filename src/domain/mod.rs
pub mod common;
pub mod logo;
pub mod payment;
pub mod profile;
pub mod reservation;

pub use common::Displayable;
pub use logo::{LogoDesign, LogoTemplate};
pub use payment::{
    Dialog, FormField, PaymentForm, PaymentMethod, PaymentStatus, VerificationMethod,
};
pub use profile::{UserInfo, UserPreferences};
pub use reservation::{AvailabilityReport, Platform, TeamCode};
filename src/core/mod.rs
pub mod services;
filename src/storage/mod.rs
pub mod json_backend;
pub mod memory;

use serde::{de::DeserializeOwned, Serialize};
use serde_json::Value;

use crate::errors::CoreError;

pub type Result<T> = std::result::Result<T, CoreError>;

pub const STORE_SCHEMA_VERSION: u32 = 1;

/// Well-known store keys.
pub const USER_INFO_KEY: &str = "user_info";
pub const USER_PREFERENCES_KEY: &str = "user_preferences";
pub const TEAM_CODES_KEY: &str = "team_codes";
pub const LOGOS_KEY: &str = "logos";

/// Abstraction over key-value persistence backends.
///
/// The application root receives one of these; everything above it stays
/// oblivious to whether values land on disk or in memory.
pub trait PersistencePort: Send + Sync {
    fn get(&self, key: &str) -> Result<Option<Value>>;
    fn set(&self, key: &str, value: Value) -> Result<()>;
    fn remove(&self, key: &str) -> Result<()>;
    fn keys(&self) -> Result<Vec<String>>;
}

/// Versioned JSON envelope wrapped around every persisted record.
#[derive(Debug, Clone, serde::Serialize, serde::Deserialize)]
pub struct Versioned<T> {
    pub schema_version: u32,
    pub data: T,
}

/// Loads and unwraps a versioned record, rejecting schema mismatches.
pub fn load_versioned<T: DeserializeOwned>(
    port: &dyn PersistencePort,
    key: &str,
) -> Result<Option<T>> {
    let Some(raw) = port.get(key)? else {
        return Ok(None);
    };
    let envelope: Versioned<T> = serde_json::from_value(raw)?;
    if envelope.schema_version != STORE_SCHEMA_VERSION {
        return Err(CoreError::SchemaVersion {
            expected: STORE_SCHEMA_VERSION,
            found: envelope.schema_version,
        });
    }
    Ok(Some(envelope.data))
}

/// Wraps the record in the current envelope and stores it.
pub fn save_versioned<T: Serialize>(
    port: &dyn PersistencePort,
    key: &str,
    data: &T,
) -> Result<()> {
    let envelope = Versioned {
        schema_version: STORE_SCHEMA_VERSION,
        data,
    };
    port.set(key, serde_json::to_value(&envelope)?)
}

pub use json_backend::JsonStore;
pub use memory::{MemoryStore, SessionStash};
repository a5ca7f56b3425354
pub mod checkout_wizard;
pub mod commands;
pub mod output;
mod shell;

pub use commands::{CliMode, CommandError, ShellContext};
pub use shell::run_cli;

use thiserror::Error;

/// Fatal shell-level failures; per-command problems stay in [`CommandError`].
#[derive(Debug, Error)]
pub enum CliError {
    #[error("IO error: {0}")]
    Io(#[from] std::io::Error),
    #[error("readline error: {0}")]
    Readline(#[from] rustyline::error::ReadlineError),
    #[error(transparent)]
    Core(#[from] crate::errors::CoreError),
}
use std::{fs, path::PathBuf};

use serde_json::Value;

use crate::utils::{app_data_dir, ensure_dir, persistence, store_dir_in};

use super::{PersistencePort, Result};

const STORE_EXTENSION: &str = "json";

/// File-per-key JSON store rooted in the app data directory.
#[derive(Debug, Clone)]
pub struct JsonStore {
    store_dir: PathBuf,
}

impl JsonStore {
    pub fn new(root: Option<PathBuf>) -> Result<Self> {
        let base = root.unwrap_or_else(app_data_dir);
        ensure_dir(&base)?;
        let store_dir = store_dir_in(&base);
        ensure_dir(&store_dir)?;
        Ok(Self { store_dir })
    }

    pub fn new_default() -> Result<Self> {
        Self::new(None)
    }

    pub fn key_path(&self, key: &str) -> PathBuf {
        self.store_dir
            .join(format!("{}.{}", canonical_key(key), STORE_EXTENSION))
    }
}

impl PersistencePort for JsonStore {
    fn get(&self, key: &str) -> Result<Option<Value>> {
        let path = self.key_path(key);
        if !path.exists() {
            return Ok(None);
        }
        Ok(Some(persistence::load_json_from_path(&path)?))
    }

    fn set(&self, key: &str, value: Value) -> Result<()> {
        persistence::save_json_to_path(&value, &self.key_path(key))
    }

    fn remove(&self, key: &str) -> Result<()> {
        let path = self.key_path(key);
        if path.exists() {
            fs::remove_file(path)?;
        }
        Ok(())
    }

    fn keys(&self) -> Result<Vec<String>> {
        let mut keys = Vec::new();
        for entry in fs::read_dir(&self.store_dir)? {
            let path = entry?.path();
            if path.extension().and_then(|ext| ext.to_str()) != Some(STORE_EXTENSION) {
                continue;
            }
            if let Some(stem) = path.file_stem().and_then(|stem| stem.to_str()) {
                keys.push(stem.to_string());
            }
        }
        keys.sort();
        Ok(keys)
    }
}

/// Keeps store file names predictable regardless of key casing or spaces.
fn canonical_key(key: &str) -> String {
    key.trim()
        .to_lowercase()
        .chars()
        .map(|c| if c.is_alphanumeric() { c } else { '_' })
        .collect()
}

#[cfg(test)]
mod tests {
    use super::*;

    #[test]
    fn canonical_key_slugs_punctuation() {
        assert_eq!(canonical_key("Team Codes!"), "team_codes_");
        assert_eq!(canonical_key("user_info"), "user_info");
    }
}
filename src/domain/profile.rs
use serde::{Deserialize, Serialize};
use uuid::Uuid;

use crate::domain::common::Displayable;

/// Account profile captured during onboarding.
#[derive(Debug, Clone, Serialize, Deserialize, PartialEq, Eq)]
pub struct UserInfo {
    pub id: Uuid,
    pub display_name: String,
    #[serde(default, skip_serializing_if = "Option::is_none")]
    pub email: Option<String>,
    /// Sports and league interests used to bias name suggestions.
    #[serde(default)]
    pub interests: Vec<String>,
}

impl UserInfo {
    pub fn new(display_name: impl Into<String>) -> Self {
        Self {
            id: Uuid::new_v4(),
            display_name: display_name.into(),
            email: None,
            interests: Vec::new(),
        }
    }

    pub fn with_interest(mut self, interest: impl Into<String>) -> Self {
        self.interests.push(interest.into());
        self
    }
}

impl Displayable for UserInfo {
    fn display_label(&self) -> String {
        format!("{} ({} interests)", self.display_name, self.interests.len())
    }
}

/// Onboarding choices that shape defaults across the product.
#[derive(Debug, Clone, Serialize, Deserialize, PartialEq, Eq, Default)]
pub struct UserPreferences {
    #[serde(default)]
    pub favorite_platforms: Vec<crate::domain::reservation::Platform>,
    #[serde(default, skip_serializing_if = "Option::is_none")]
    pub preferred_style: Option<String>,
    #[serde(default)]
    pub wants_logo_offers: bool,
}
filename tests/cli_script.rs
use assert_cmd::Command;
use predicates::str::contains;

fn deterministic_config() -> serde_json::Value {
    serde_json::json!({
        "locale": "en-US",
        "default_platforms": ["Espn", "Yahoo"],
        "processing_delay_ms": 0,
        "settle_delay_ms": 0,
        "approval_rate": 1.0,
        "availability_rate": 1.0
    })
}

fn home_with_config() -> tempfile::TempDir {
    let home = tempfile::tempdir().unwrap();
    std::fs::write(
        home.path().join("config.json"),
        serde_json::to_string_pretty(&deterministic_config()).unwrap(),
    )
    .unwrap();
    home
}

#[test]
fn script_mode_reserves_and_pays() {
    let home = home_with_config();
    let input = "reserve Blitz Brigade\ncodes\npay Blitz Brigade\nexit\n";

    let mut cmd = Command::cargo_bin("gotoguys_cli").unwrap();
    cmd.env("GOTOGUYS_CLI_SCRIPT", "1")
        .env("GOTOGUYS_HOME", home.path())
        .write_stdin(input)
        .assert()
        .success()
        .stdout(contains("Reserved \"Blitz Brigade\""))
        .stdout(contains("Payment approved"))
        .stdout(contains("Reservation for \"Blitz Brigade\" is confirmed!"));

    let codes_file = home.path().join("store").join("team_codes.json");
    let json = std::fs::read_to_string(codes_file).unwrap();
    assert!(json.contains("Blitz Brigade"));
}

#[test]
fn unknown_command_gets_a_suggestion() {
    let home = home_with_config();

    let mut cmd = Command::cargo_bin("gotoguys_cli").unwrap();
    cmd.env("GOTOGUYS_CLI_SCRIPT", "1")
        .env("GOTOGUYS_HOME", home.path())
        .write_stdin("serch Blitz\nexit\n")
        .assert()
        .success()
        .stderr(contains("Did you mean \"search\"?"));
}

#[test]
fn pay_without_reservation_reports_the_prerequisite() {
    let home = home_with_config();

    let mut cmd = Command::cargo_bin("gotoguys_cli").unwrap();
    cmd.env("GOTOGUYS_CLI_SCRIPT", "1")
        .env("GOTOGUYS_HOME", home.path())
        .write_stdin("pay Ghost Team\nexit\n")
        .assert()
        .success()
        .stderr(contains("has no reservation to pay for"));
}
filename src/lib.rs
#![doc(test(attr(deny(warnings))))]

//! GotoGuys Core offers the reservation, suggestion, and checkout primitives
//! that power the GotoGuys team-name branding product and its CLIs.

pub mod checkout;
pub mod cli;
pub mod config;
pub mod core;
pub mod domain;
pub mod errors;
pub mod storage;
pub mod utils;

use std::sync::Once;

static INIT_TRACING: Once = Once::new();

/// Initializes global tracing and emits a startup info log.
pub fn init() {
    INIT_TRACING.call_once(|| {
        utils::init_tracing();
        tracing::info!("GotoGuys Core tracing initialized.");
    });
}
//! Pure, synchronous form checks run before a checkout transition.
//!
//! Validation failure is a value carried back to the caller, never a panic
//! or a control-flow fault; only the most recent message is kept on the
//! session.

use std::fmt;

use crate::domain::payment::{PaymentForm, PaymentMethod};

/// Field-level validation failure.
#[derive(Debug, Clone, PartialEq, Eq)]
pub struct ValidationError {
    pub message: String,
}

impl ValidationError {
    pub fn new(message: impl Into<String>) -> Self {
        Self {
            message: message.into(),
        }
    }
}

impl fmt::Display for ValidationError {
    fn fmt(&self, f: &mut fmt::Formatter<'_>) -> fmt::Result {
        write!(f, "{}", self.message)
    }
}

/// Checks the credit-card fields: number length, expiry shape, CVV length,
/// and a contact phone for verification delivery.
pub fn validate_card_details(form: &PaymentForm) -> Result<(), ValidationError> {
    let digits: Vec<char> = form
        .card_number
        .chars()
        .filter(|c| !c.is_whitespace())
        .collect();
    if !(15..=16).contains(&digits.len()) || !digits.iter().all(|c| c.is_ascii_digit()) {
        return Err(ValidationError::new("Card number must be 15 or 16 digits"));
    }
    validate_expiry(&form.expiry_date)?;
    let cvv = form.cvv.trim();
    if !(3..=4).contains(&cvv.len()) || !cvv.chars().all(|c| c.is_ascii_digit()) {
        return Err(ValidationError::new("Security code must be 3 or 4 digits"));
    }
    if form.phone.trim().is_empty() {
        return Err(ValidationError::new(
            "Phone number is required for verification",
        ));
    }
    Ok(())
}

/// Checks the PayPal fields before the external-redirect confirm.
pub fn validate_paypal_details(form: &PaymentForm) -> Result<(), ValidationError> {
    let email = form.email.trim();
    if email.is_empty() || !email.contains('@') {
        return Err(ValidationError::new("Enter a valid PayPal email address"));
    }
    if form.account_id.trim().is_empty() {
        return Err(ValidationError::new("PayPal account ID is required"));
    }
    Ok(())
}

/// Google Pay picks an account from a fixed list, so nothing to check.
pub fn validate_google_pay(_form: &PaymentForm) -> Result<(), ValidationError> {
    Ok(())
}

/// Dispatches to the method-specific validator.
pub fn validate_for(method: PaymentMethod, form: &PaymentForm) -> Result<(), ValidationError> {
    match method {
        PaymentMethod::CreditCard => validate_card_details(form),
        PaymentMethod::PayPal => validate_paypal_details(form),
        PaymentMethod::GooglePay => validate_google_pay(form),
    }
}

/// The simulated one-time code is always exactly six characters.
pub fn validate_otp(otp: &str) -> Result<(), ValidationError> {
    if otp.trim().len() != 6 {
        return Err(ValidationError::new("Verification code must be 6 digits"));
    }
    Ok(())
}

/// Expiry must read `MM/YY` with a month between 01 and 12.
fn validate_expiry(expiry: &str) -> Result<(), ValidationError> {
    let expiry = expiry.trim();
    let parts: Vec<&str> = expiry.split('/').collect();
    let valid_shape = parts.len() == 2
        && parts[0].len() == 2
        && parts[1].len() == 2
        && parts.iter().all(|p| p.chars().all(|c| c.is_ascii_digit()));
    if !valid_shape {
        return Err(ValidationError::new("Expiry date must use MM/YY format"));
    }
    let month: u32 = parts[0]
        .parse()
        .map_err(|_| ValidationError::new("Expiry date must use MM/YY format"))?;
    if !(1..=12).contains(&month) {
        return Err(ValidationError::new(
            "Expiry month must be between 01 and 12",
        ));
    }
    Ok(())
}

#[cfg(test)]
mod tests {
    use super::*;
    use crate::domain::payment::PaymentForm;

    fn card_form() -> PaymentForm {
        PaymentForm {
            card_number: "4111111111111111".into(),
            expiry_date: "12/29".into(),
            cvv: "123".into(),
            name_on_card: "Jane Doe".into(),
            phone: "+15551234567".into(),
            ..PaymentForm::default()
        }
    }

    #[test]
    fn accepts_well_formed_card() {
        assert!(validate_card_details(&card_form()).is_ok());
    }

    #[test]
    fn accepts_fifteen_digit_card() {
        let mut form = card_form();
        form.card_number = "411111111111111".into();
        assert!(validate_card_details(&form).is_ok());
    }

    #[test]
    fn rejects_short_and_long_card_numbers() {
        for bad in ["41111111111111", "41111111111111112", ""] {
            let mut form = card_form();
            form.card_number = bad.into();
            let err = validate_card_details(&form).expect_err("must reject");
            assert!(err.message.contains("Card number"), "got: {err}");
        }
    }

    #[test]
    fn rejects_letters_in_card_number_and_cvv() {
        let mut form = card_form();
        form.card_number = "ABCDEFGHIJKLMNOP".into();
        let err = validate_card_details(&form).expect_err("letters are not digits");
        assert!(err.message.contains("Card number"), "got: {err}");

        let mut form = card_form();
        form.card_number = "411111111111111a".into();
        assert!(validate_card_details(&form).is_err());

        let mut form = card_form();
        form.cvv = "abc".into();
        let err = validate_card_details(&form).expect_err("letter cvv");
        assert!(err.message.contains("Security code"), "got: {err}");
    }

    #[test]
    fn accepts_card_number_with_spaces_between_groups() {
        let mut form = card_form();
        form.card_number = "4111 1111 1111 1111".into();
        assert!(validate_card_details(&form).is_ok());
    }

    #[test]
    fn rejects_month_thirteen_but_accepts_january() {
        let mut form = card_form();
        form.expiry_date = "13/25".into();
        assert!(validate_card_details(&form).is_err());
        form.expiry_date = "01/25".into();
        assert!(validate_card_details(&form).is_ok());
    }

    #[test]
    fn rejects_malformed_expiry_shapes() {
        for bad in ["1/25", "12-25", "122/5", "ab/cd", "12/2025"] {
            let mut form = card_form();
            form.expiry_date = bad.into();
            assert!(validate_card_details(&form).is_err(), "accepted {bad:?}");
        }
    }

    #[test]
    fn rejects_bad_cvv_and_missing_phone() {
        let mut form = card_form();
        form.cvv = "12".into();
        assert!(validate_card_details(&form).is_err());

        let mut form = card_form();
        form.phone = "  ".into();
        let err = validate_card_details(&form).expect_err("must reject");
        assert!(err.message.contains("Phone"));
    }

    #[test]
    fn paypal_requires_email_with_at_sign_and_account_id() {
        let mut form = PaymentForm {
            email: "jane.example.com".into(),
            account_id: "jane-77".into(),
            ..PaymentForm::default()
        };
        assert!(validate_paypal_details(&form).is_err());

        form.email = "jane@example.com".into();
        assert!(validate_paypal_details(&form).is_ok());

        form.account_id.clear();
        assert!(validate_paypal_details(&form).is_err());
    }

    #[test]
    fn google_pay_has_no_field_checks() {
        assert!(validate_google_pay(&PaymentForm::default()).is_ok());
    }

    #[test]
    fn otp_requires_exactly_six_characters() {
        assert!(validate_otp("12345").is_err());
        assert!(validate_otp("1234567").is_err());
        assert!(validate_otp("123456").is_ok());
    }
}
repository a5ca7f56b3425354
//! Checkout state machine walking a user from method selection through
//! simulated processing of a reservation payment.

pub mod machine;
pub mod processor;
pub mod session;
pub mod validation;

pub use machine::{CheckoutFlow, FlowEvent, Stage};
pub use processor::{
    FixedOutcome, Outcome, OutcomeStrategy, ProcessorEvent, ProcessorTiming, RandomOutcome,
    TimerQueue,
};
pub use session::PaymentSession;
pub use validation::{
    validate_card_details, validate_for, validate_google_pay, validate_otp,
    validate_paypal_details, ValidationError,
};
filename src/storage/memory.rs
use std::{collections::HashMap, sync::RwLock};

use serde_json::Value;

use super::{PersistencePort, Result};

/// HashMap-backed store for tests and ephemeral sessions.
#[derive(Debug, Default)]
pub struct MemoryStore {
    entries: RwLock<HashMap<String, Value>>,
}

impl MemoryStore {
    pub fn new() -> Self {
        Self::default()
    }
}

impl PersistencePort for MemoryStore {
    fn get(&self, key: &str) -> Result<Option<Value>> {
        let entries = self.entries.read().unwrap_or_else(|e| e.into_inner());
        Ok(entries.get(key).cloned())
    }

    fn set(&self, key: &str, value: Value) -> Result<()> {
        let mut entries = self.entries.write().unwrap_or_else(|e| e.into_inner());
        entries.insert(key.to_string(), value);
        Ok(())
    }

    fn remove(&self, key: &str) -> Result<()> {
        let mut entries = self.entries.write().unwrap_or_else(|e| e.into_inner());
        entries.remove(key);
        Ok(())
    }

    fn keys(&self) -> Result<Vec<String>> {
        let entries = self.entries.read().unwrap_or_else(|e| e.into_inner());
        let mut keys: Vec<String> = entries.keys().cloned().collect();
        keys.sort();
        Ok(keys)
    }
}

/// Session-scoped stash holding a single pending team name.
///
/// Mirrors the transient storage consumed once on return from login: the
/// stashed value is handed out exactly once.
#[derive(Debug, Default)]
pub struct SessionStash {
    pending: RwLock<Option<String>>,
}

impl SessionStash {
    pub fn new() -> Self {
        Self::default()
    }

    pub fn stash(&self, team_name: impl Into<String>) {
        let mut pending = self.pending.write().unwrap_or_else(|e| e.into_inner());
        *pending = Some(team_name.into());
    }

    /// Consumes the pending name, leaving the stash empty.
    pub fn take(&self) -> Option<String> {
        let mut pending = self.pending.write().unwrap_or_else(|e| e.into_inner());
        pending.take()
    }

    pub fn peek(&self) -> Option<String> {
        let pending = self.pending.read().unwrap_or_else(|e| e.into_inner());
        pending.clone()
    }
}

#[cfg(test)]
mod tests {
    use super::*;

    #[test]
    fn memory_store_round_trips_values() {
        let store = MemoryStore::new();
        store
            .set("user_info", serde_json::json!({"display_name": "Jane"}))
            .unwrap();
        let value = store.get("user_info").unwrap().unwrap();
        assert_eq!(value["display_name"], "Jane");
        store.remove("user_info").unwrap();
        assert!(store.get("user_info").unwrap().is_none());
    }

    #[test]
    fn stash_is_consumed_once() {
        let stash = SessionStash::new();
        stash.stash("Blitz Brigade");
        assert_eq!(stash.take().as_deref(), Some("Blitz Brigade"));
        assert!(stash.take().is_none());
    }
}
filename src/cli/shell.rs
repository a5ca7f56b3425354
use std::{
    borrow::Cow,
    fmt,
    io::{self, BufRead},
};

use rustyline::{
    completion::{Completer, Pair},
    error::ReadlineError,
    highlight::Highlighter,
    hint::Hinter,
    history::DefaultHistory,
    validate::{ValidationContext, ValidationResult, Validator},
    Cmd, Context as ReadlineContext, Editor, Helper, KeyEvent,
};
use shell_words::split;

use super::commands::{CliMode, LoopControl, ShellContext};
use super::output;
use super::CliError;

pub fn run_cli() -> Result<(), CliError> {
    let mode = if std::env::var_os("GOTOGUYS_CLI_SCRIPT").is_some() {
        colored::control::set_override(false);
        CliMode::Script
    } else {
        CliMode::Interactive
    };

    let mut context = ShellContext::new(mode)?;

    match mode {
        CliMode::Interactive => run_interactive(&mut context),
        CliMode::Script => run_script(&mut context),
    }
}

fn run_interactive(context: &mut ShellContext) -> Result<(), CliError> {
    let mut editor = Editor::<CommandHelper, DefaultHistory>::new()?;
    let helper = CommandHelper::new(context.command_names());
    editor.set_helper(Some(helper));
    editor.bind_sequence(KeyEvent::from('?'), Cmd::Complete);

    output::section("GotoGuys — reserve your team name");
    output::info("Type \"help\" to list commands.");

    loop {
        if !context.running {
            break;
        }
        let line = editor.readline("gotoguys> ");

        match line {
            Ok(line) => {
                let trimmed = line.trim();
                if trimmed.is_empty() {
                    continue;
                }

                editor.add_history_entry(trimmed).ok();

                match handle_line(context, trimmed) {
                    LoopControl::Continue => {}
                    LoopControl::Exit => break,
                }
            }
            Err(ReadlineError::Interrupted) => {
                output::info("Interrupted. Type \"exit\" to quit.");
            }
            Err(ReadlineError::Eof) => {
                output::info("Exiting shell.");
                break;
            }
            Err(err) => return Err(err.into()),
        }
    }

    Ok(())
}

fn run_script(context: &mut ShellContext) -> Result<(), CliError> {
    let stdin = io::stdin();
    for line in stdin.lock().lines() {
        if !context.running {
            break;
        }
        let line = line?;
        match handle_line(context, &line) {
            LoopControl::Continue => {}
            LoopControl::Exit => break,
        }
    }
    Ok(())
}

fn handle_line(context: &mut ShellContext, line: &str) -> LoopControl {
    let tokens = match parse_command_line(line) {
        Ok(tokens) => tokens,
        Err(err) => {
            output::warning(err.to_string());
            return LoopControl::Continue;
        }
    };

    if tokens.is_empty() {
        return LoopControl::Continue;
    }

    let command = tokens[0].to_lowercase();
    let args: Vec<&str> = tokens.iter().skip(1).map(String::as_str).collect();

    match context.dispatch(&command, &args) {
        Ok(LoopControl::Exit) => {
            context.running = false;
            LoopControl::Exit
        }
        Ok(control) => control,
        Err(err) => {
            context.report_error(err);
            LoopControl::Continue
        }
    }
}

struct CommandHelper {
    commands: Vec<String>,
}

impl CommandHelper {
    fn new(names: Vec<&'static str>) -> Self {
        let mut commands: Vec<String> = names
            .into_iter()
            .map(|name| name.to_ascii_lowercase())
            .collect();
        commands.sort();
        commands.dedup();
        Self { commands }
    }
}

impl Helper for CommandHelper {}

impl Completer for CommandHelper {
    type Candidate = Pair;

    fn complete(
        &self,
        line: &str,
        pos: usize,
        _ctx: &ReadlineContext<'_>,
    ) -> rustyline::Result<(usize, Vec<Pair>)> {
        let prefix = &line[..pos];
        let start = prefix
            .rfind(char::is_whitespace)
            .map(|idx| idx + 1)
            .unwrap_or(0);

        // Only the first token is a command; no completion past it.
        let trimmed = prefix.trim_start();
        if let Some(space_idx) = trimmed.find(char::is_whitespace) {
            let leading = prefix.len().saturating_sub(trimmed.len());
            if pos > leading + space_idx {
                return Ok((start, Vec::new()));
            }
        }

        let needle = prefix[start..].to_ascii_lowercase();
        let candidates = self
            .commands
            .iter()
            .filter(|name| name.starts_with(&needle))
            .map(|name| Pair {
                display: name.clone(),
                replacement: name.clone(),
            })
            .collect();
        Ok((start, candidates))
    }
}

impl Hinter for CommandHelper {
    type Hint = String;
}

impl Highlighter for CommandHelper {
    fn highlight<'l>(&self, line: &'l str, _pos: usize) -> Cow<'l, str> {
        Cow::Borrowed(line)
    }
}

impl Validator for CommandHelper {
    fn validate(&self, ctx: &mut ValidationContext) -> rustyline::Result<ValidationResult> {
        let _ = ctx;
        Ok(ValidationResult::Valid(None))
    }
}

fn parse_command_line(input: &str) -> Result<Vec<String>, ParseError> {
    split(input).map_err(|err| ParseError {
        message: err.to_string(),
    })
}

#[derive(Debug)]
struct ParseError {
    message: String,
}

impl fmt::Display for ParseError {
    fn fmt(&self, f: &mut fmt::Formatter<'_>) -> fmt::Result {
        write!(f, "{}", self.message)
    }
}
use std::{fs, path::Path};

use serde::{de::DeserializeOwned, Serialize};

use crate::errors::CoreError;

/// Writes the provided value to disk atomically by staging to a temporary file.
pub fn save_json_to_path<T: Serialize>(value: &T, path: &Path) -> Result<(), CoreError> {
    let tmp = path.with_extension("tmp");
    let json = serde_json::to_string_pretty(value)?;
    fs::write(&tmp, json)?;
    fs::rename(tmp, path)?;
    Ok(())
}

/// Loads a JSON snapshot from disk, returning structured errors on failure.
pub fn load_json_from_path<T: DeserializeOwned>(path: &Path) -> Result<T, CoreError> {
    let data = fs::read_to_string(path)?;
    Ok(serde_json::from_str(&data)?)
}
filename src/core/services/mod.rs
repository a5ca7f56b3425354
pub mod logo_service;
pub mod profile_service;
pub mod reservation_service;
pub mod suggestion_service;

pub use logo_service::LogoService;
pub use profile_service::ProfileService;
pub use reservation_service::{
    AvailabilityStrategy, FixedAvailability, RandomAvailability, ReservationService,
};
pub use suggestion_service::SuggestionService;

use crate::errors::CoreError;

pub type ServiceResult<T> = Result<T, ServiceError>;

#[derive(Debug, thiserror::Error)]
pub enum ServiceError {
    #[error(transparent)]
    Core(#[from] CoreError),
    #[error("{0}")]
    Invalid(String),
    /// Missing-prerequisite states render as full-page empty states with a
    /// call-to-action, never as dialog errors.
    #[error("{0}")]
    MissingPrerequisite(String),
}
//! Shared utilities and types for the EML materials backend

pub mod observability;
pub mod types;

pub use types::error::{BackendError, BackendResult};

Directions for this task: Return each line of the listing that holds the string "disk".

Answer to this task:
/// oblivious to whether values land on disk or in memory.
/// Writes the provided value to disk atomically by staging to a temporary file.
/// Loads a JSON snapshot from disk, returning structured errors on failure.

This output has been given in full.